Desintegración de una nube en 2 minutos y siete segundos: evidencia de la presencia masiva de partículas desecantes en la atmósfera que respiras.

 

«¡Una nube no puede desaparecer en 2 minutos. Es imposible! Tiene que haber sustancias desecantes. Las he usado mucho en el laboratorio.»   Este fue el comentario inmediato de un Doctor en Química español (aún me reservo el nombre) al ver este vídeo, tomado por mí el día 15 de agosto del 2018, en la localidad de Sotillo de las Palomas, Toledo.

El fenómeno de la captura de la humedad del aire por las nanopartículas desecantes inyectadas en la atmósfera por quienes llevan a cabo programas de geoingeniería clandestinos no es una rareza sino, más bien, el pan nuestro de cada día. Observa el cielo y podrás contemplarlo.
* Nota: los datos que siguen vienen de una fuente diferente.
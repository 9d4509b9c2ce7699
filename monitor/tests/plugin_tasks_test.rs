//! End-to-end tests for the plugin tasks against a fake pytest.
//!
//! The fake pytest is a shell script run through `sh`. It writes a result log
//! that depends on the `exit_code` file in the project root and exits with
//! that code, so tests can flip the run between passing and failing.

#![cfg(unix)]

use std::fs;
use std::sync::Arc;
use std::time::Duration;

use axum::body::Body;
use axum::http::Request;
use tempfile::TempDir;
use tokio::sync::broadcast::Receiver;
use tokio::time::timeout;
use tower::ServiceExt;

use wipwatch_monitor::config::Config;
use wipwatch_monitor::hub::{LocalHub, RecordSink, StateQuery};
use wipwatch_monitor::routes::{create_router, AppState};
use wipwatch_monitor::runner::PytestRunner;
use wipwatch_monitor::subscription::{modified_pyfiles, modified_testfiles};
use wipwatch_monitor::tasks::{run_get_tests, run_wip_tests};
use wipwatch_monitor::types::{ChangeKind, FileEvent, Record, RecordKind};

const FAKE_PYTEST: &str = r#"
log=""
collect=""
while [ $# -gt 0 ]; do
    case "$1" in
        --result-log) shift; log="$1" ;;
        --collect-only) collect=1 ;;
    esac
    shift
done

if [ -n "$collect" ]; then
    printf "<Module tests/test_cart.py>\n  <Function test_total>\n  <Function test_empty>\n"
    exit 0
fi

code=$(cat exit_code)
if [ -f orphan ]; then
    printf ' stray line\n' > "$log"
fi
if [ -f latin1 ]; then
    printf 'F tests/t.py::test_x\n caf\351\n' >> "$log"
elif [ "$code" = "0" ]; then
    printf '. tests/test_cart.py::test_total\n' >> "$log"
else
    printf 'F tests/test_cart.py::test_total\n def test_total():\n E       assert 2 == 3\n' >> "$log"
fi
exit "$code"
"#;

const RECV_TIMEOUT: Duration = Duration::from_secs(10);

struct Project {
    dir: TempDir,
    config: Config,
}

impl Project {
    fn new() -> Self {
        let dir = TempDir::new().unwrap();
        fs::create_dir_all(dir.path().join("tests")).unwrap();
        let script = dir.path().join("fake_pytest.sh");
        fs::write(&script, FAKE_PYTEST).unwrap();

        let mut config = Config::new(dir.path(), "shop");
        config.pytest_command = vec!["sh".to_string(), script.to_string_lossy().into_owned()];
        config.run_timeout = Duration::from_secs(10);

        let project = Self { dir, config };
        project.set_exit_code(1);
        project
    }

    fn set_exit_code(&self, code: i32) {
        fs::write(self.dir.path().join("exit_code"), code.to_string()).unwrap();
    }

    fn change(&self, key: &str, content: &str) -> FileEvent {
        FileEvent::new(
            "shop",
            "filecontent",
            key,
            ChangeKind::Modified,
            Some(content.to_string()),
        )
    }
}

fn start_wip_task(project: &Project, hub: &LocalHub) {
    let events = hub.subscribe(modified_pyfiles(&project.config));
    let runner = PytestRunner::from_config(&project.config).unwrap();
    let sink: Arc<dyn RecordSink> = Arc::new(hub.clone());
    tokio::spawn(run_wip_tests(events, runner, sink, "shop".to_string()));
}

async fn next_record(rx: &mut Receiver<Record>) -> Record {
    timeout(RECV_TIMEOUT, rx.recv())
        .await
        .expect("record should arrive")
        .expect("hub is open")
}

#[tokio::test]
async fn wip_run_publishes_status_events_then_state() {
    let project = Project::new();
    let hub = LocalHub::new();
    let mut records = hub.watch_records();
    start_wip_task(&project, &hub);

    hub.publish(project.change("src/cart.py", "def total():\n    return 2\n"));

    let running = next_record(&mut records).await;
    assert_eq!(running.kind, RecordKind::Event);
    assert_eq!(running.key, "wip_tests_status");
    assert_eq!(running.value["status"], "running");

    let finished = next_record(&mut records).await;
    assert_eq!(finished.value["status"], "failed");

    let state = next_record(&mut records).await;
    assert_eq!(state.kind, RecordKind::State);
    assert_eq!(state.key, "wip_tests");
    assert_eq!(state.task.as_deref(), Some("wip_tests"));
    assert_eq!(state.value["success"], false);
    assert_eq!(state.value["filename"], "src/cart.py");

    let details = state.value["details"].as_array().unwrap();
    assert_eq!(details.len(), 1);
    assert_eq!(details[0]["result"], "F");
    assert_eq!(details[0]["function"], "test_total");
    assert_eq!(
        details[0]["message"],
        "def test_total():\nE       assert 2 == 3"
    );
}

#[tokio::test]
async fn status_change_tracks_the_flipping_file() {
    let project = Project::new();
    let hub = LocalHub::new();
    let mut records = hub.watch_records();
    start_wip_task(&project, &hub);

    // First run fails: cart.py becomes the status-change file.
    hub.publish(project.change("src/cart.py", "def total():\n    return 2\n"));
    for _ in 0..3 {
        next_record(&mut records).await;
    }

    // Still failing: the status-change file stays cart.py.
    hub.publish(project.change("src/tax.py", "RATE = 0.2\n"));
    for _ in 0..2 {
        next_record(&mut records).await;
    }
    let state = next_record(&mut records).await;
    assert_eq!(state.value["filename"], "src/cart.py");

    // Now passing: the fix in cart.py flips the status.
    project.set_exit_code(0);
    hub.publish(project.change("src/cart.py", "def total():\n    return 3\n"));
    next_record(&mut records).await;
    let passed = next_record(&mut records).await;
    assert_eq!(passed.value["status"], "passed");

    let state = next_record(&mut records).await;
    assert_eq!(state.value["success"], true);
    assert_eq!(state.value["filename"], "src/cart.py");
    let differences = state.value["differences"].as_str().unwrap();
    assert!(differences.contains("return 2"));
    assert!(differences.contains("return 3"));

    let stored = hub.states(&StateQuery::new().with_key("wip_tests"));
    assert_eq!(stored.len(), 1);
    assert_eq!(stored[0].id, state.id);
}

#[tokio::test]
async fn non_python_and_deleted_files_do_not_trigger_runs() {
    let project = Project::new();
    let hub = LocalHub::new();
    let mut records = hub.watch_records();
    start_wip_task(&project, &hub);

    hub.publish(project.change("README.md", "# shop\n"));
    hub.publish(FileEvent::new(
        "shop",
        "filecontent",
        "src/old.py",
        ChangeKind::Deleted,
        None,
    ));
    hub.publish(project.change("src/cart.py", "x = 1\n"));

    let first = next_record(&mut records).await;
    assert_eq!(first.value["status"], "running");
    next_record(&mut records).await;
    let state = next_record(&mut records).await;
    assert_eq!(state.value["filename"], "src/cart.py");
}

#[tokio::test]
async fn strict_parsing_drops_details_of_malformed_log() {
    let mut project = Project::new();
    project.config.strict_parse = true;
    fs::write(project.dir.path().join("orphan"), "").unwrap();

    let hub = LocalHub::new();
    let mut records = hub.watch_records();
    start_wip_task(&project, &hub);

    hub.publish(project.change("src/cart.py", "x = 1\n"));
    next_record(&mut records).await;
    let finished = next_record(&mut records).await;
    assert_eq!(finished.value["status"], "failed");

    let state = next_record(&mut records).await;
    assert_eq!(state.value["details"], serde_json::json!([]));
}

#[tokio::test]
async fn permissive_parsing_keeps_records_after_orphan_line() {
    let project = Project::new();
    fs::write(project.dir.path().join("orphan"), "").unwrap();

    let hub = LocalHub::new();
    let mut records = hub.watch_records();
    start_wip_task(&project, &hub);

    hub.publish(project.change("src/cart.py", "x = 1\n"));
    for _ in 0..2 {
        next_record(&mut records).await;
    }
    let state = next_record(&mut records).await;
    let details = state.value["details"].as_array().unwrap();
    assert_eq!(details.len(), 1);
    assert!(!details[0]["message"].as_str().unwrap().contains("stray"));
}

#[tokio::test]
async fn non_utf8_result_log_still_reports_failure() {
    let project = Project::new();
    fs::write(project.dir.path().join("latin1"), "").unwrap();

    let hub = LocalHub::new();
    let mut records = hub.watch_records();
    start_wip_task(&project, &hub);

    hub.publish(project.change("src/cart.py", "x = 1\n"));
    next_record(&mut records).await;
    let finished = next_record(&mut records).await;
    assert_eq!(finished.value["status"], "failed");

    let state = next_record(&mut records).await;
    assert_eq!(state.key, "wip_tests");
    let details = state.value["details"].as_array().unwrap();
    assert_eq!(details.len(), 1);
    assert_eq!(details[0]["function"], "test_x");
    assert_eq!(details[0]["message"], "caf\u{fffd}");
}

#[tokio::test]
async fn unstartable_pytest_reports_error_and_keeps_listening() {
    let mut project = Project::new();
    project.config.pytest_command = vec!["wipwatch-no-such-pytest".to_string()];

    let hub = LocalHub::new();
    let mut records = hub.watch_records();
    start_wip_task(&project, &hub);

    for _ in 0..2 {
        hub.publish(project.change("src/cart.py", "x = 1\n"));
        let running = next_record(&mut records).await;
        assert_eq!(running.value["status"], "running");
        let error = next_record(&mut records).await;
        assert_eq!(error.value["status"], "error");
    }

    assert!(hub.states(&StateQuery::new()).is_empty());
}

#[tokio::test]
async fn test_file_change_recollects_and_serves_inventory() {
    let project = Project::new();
    let hub = LocalHub::new();
    let mut records = hub.watch_records();

    let events = hub.subscribe(modified_testfiles(&project.config));
    let runner = PytestRunner::from_config(&project.config).unwrap();
    let sink: Arc<dyn RecordSink> = Arc::new(hub.clone());
    tokio::spawn(run_get_tests(events, runner, sink, "shop".to_string()));

    // Outside the tests path: ignored by the collection task.
    hub.publish(project.change("src/cart.py", "x = 1\n"));
    hub.publish(project.change("tests/test_cart.py", "def test_total(): pass\n"));

    let state = next_record(&mut records).await;
    assert_eq!(state.key, "pytest-tests");
    assert_eq!(state.task.as_deref(), Some("get_tests"));
    let tests = state.value.as_array().unwrap();
    assert_eq!(tests.len(), 2);
    assert_eq!(tests[0]["module"], "tests/test_cart.py");
    assert_eq!(tests[1]["function"], "test_empty");

    let app = create_router(AppState::new(project.config.clone(), hub));
    let response = app
        .oneshot(Request::builder().uri("/tests").body(Body::empty()).unwrap())
        .await
        .unwrap();
    let body = axum::body::to_bytes(response.into_body(), usize::MAX)
        .await
        .unwrap();
    let served: serde_json::Value = serde_json::from_slice(&body).unwrap();
    assert_eq!(served[0]["value"], state.value);
}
Las partículas desecantes (aluminio, bario, estroncio, boro, arsénico…y un largo etc) impiden la lluvia, generan cielos blanquecinos, bloquean la radiación solar, son incendiarias y crean tormentas secas con gran actividad eléctrica, lo cual provoca rayos e incendios; además,  nos intoxican a nosotros, al resto de seres vivos y todos nuestros recursos (tierra, agua, aire).

Tras la desintegración de la nube, puedes observar el polvo que ha adsorbido la humedad, más visible y blanquecino.